::: Given data :::

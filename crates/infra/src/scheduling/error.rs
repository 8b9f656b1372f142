//! Scheduler and worker lifecycle errors

use std::time::Duration;

use storesync_domain::StoreSyncError;
use thiserror::Error;
use tokio::task::JoinError;
use tokio::time::error::Elapsed;
use tokio_cron_scheduler::JobSchedulerError;

use crate::errors::InfraError;

#[derive(Debug, Error)]
pub enum SchedulerError {
    #[error("Scheduler already running")]
    AlreadyRunning,

    #[error("Scheduler not running")]
    NotRunning,

    #[error("Failed to create scheduler: {source}")]
    CreationFailed { source: JobSchedulerError },

    #[error("Failed to start scheduler: {source}")]
    StartFailed { source: JobSchedulerError },

    #[error("Failed to stop scheduler: {source}")]
    StopFailed { source: JobSchedulerError },

    #[error("Failed to register job: {source}")]
    JobRegistrationFailed { source: JobSchedulerError },

    /// Lifecycle step did not finish in time
    #[error("Operation timed out after {duration:?}")]
    Timeout { duration: Duration, source: Elapsed },

    #[error("Invalid scheduler configuration: {message}")]
    InvalidConfiguration { message: String },

    #[error("Task join failed: {0}")]
    TaskJoinFailed(#[from] JoinError),
}

impl From<SchedulerError> for InfraError {
    fn from(err: SchedulerError) -> Self {
        let mapped = match err {
            SchedulerError::AlreadyRunning | SchedulerError::NotRunning => {
                StoreSyncError::Internal(err.to_string())
            }
            SchedulerError::Timeout { .. } => StoreSyncError::Timeout(err.to_string()),
            SchedulerError::CreationFailed { .. }
            | SchedulerError::JobRegistrationFailed { .. }
            | SchedulerError::InvalidConfiguration { .. } => {
                StoreSyncError::Config(err.to_string())
            }
            _ => StoreSyncError::Internal(err.to_string()),
        };
        InfraError(mapped)
    }
}

impl From<SchedulerError> for StoreSyncError {
    fn from(err: SchedulerError) -> Self {
        InfraError::from(err).into()
    }
}

pub type SchedulerResult<T> = Result<T, SchedulerError>;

:::

Each record should be transcribed exactly as it was written.

- Task response:
filename crates/infra/src/scheduling/error.rs
repository 8b9f656b1372f142
//! Scheduler and worker lifecycle errors

use std::time::Duration;

use storesync_domain::StoreSyncError;
use thiserror::Error;
use tokio::task::JoinError;
use tokio::time::error::Elapsed;
use tokio_cron_scheduler::JobSchedulerError;

use crate::errors::InfraError;

#[derive(Debug, Error)]
pub enum SchedulerError {
    #[error("Scheduler already running")]
    AlreadyRunning,

    #[error("Scheduler not running")]
    NotRunning,

    #[error("Failed to create scheduler: {source}")]
    CreationFailed { source: JobSchedulerError },

    #[error("Failed to start scheduler: {source}")]
    StartFailed { source: JobSchedulerError },

    #[error("Failed to stop scheduler: {source}")]
    StopFailed { source: JobSchedulerError },

    #[error("Failed to register job: {source}")]
    JobRegistrationFailed { source: JobSchedulerError },

    /// Lifecycle step did not finish in time
    #[error("Operation timed out after {duration:?}")]
    Timeout { duration: Duration, source: Elapsed },

    #[error("Invalid scheduler configuration: {message}")]
    InvalidConfiguration { message: String },

    #[error("Task join failed: {0}")]
    TaskJoinFailed(#[from] JoinError),
}

impl From<SchedulerError> for InfraError {
    fn from(err: SchedulerError) -> Self {
        let mapped = match err {
            SchedulerError::AlreadyRunning | SchedulerError::NotRunning => {
                StoreSyncError::Internal(err.to_string())
            }
            SchedulerError::Timeout { .. } => StoreSyncError::Timeout(err.to_string()),
            SchedulerError::CreationFailed { .. }
            | SchedulerError::JobRegistrationFailed { .. }
            | SchedulerError::InvalidConfiguration { .. } => {
                StoreSyncError::Config(err.to_string())
            }
            _ => StoreSyncError::Internal(err.to_string()),
        };
        InfraError(mapped)
    }
}

impl From<SchedulerError> for StoreSyncError {
    fn from(err: SchedulerError) -> Self {
        InfraError::from(err).into()
    }
}

pub type SchedulerResult<T> = Result<T, SchedulerError>;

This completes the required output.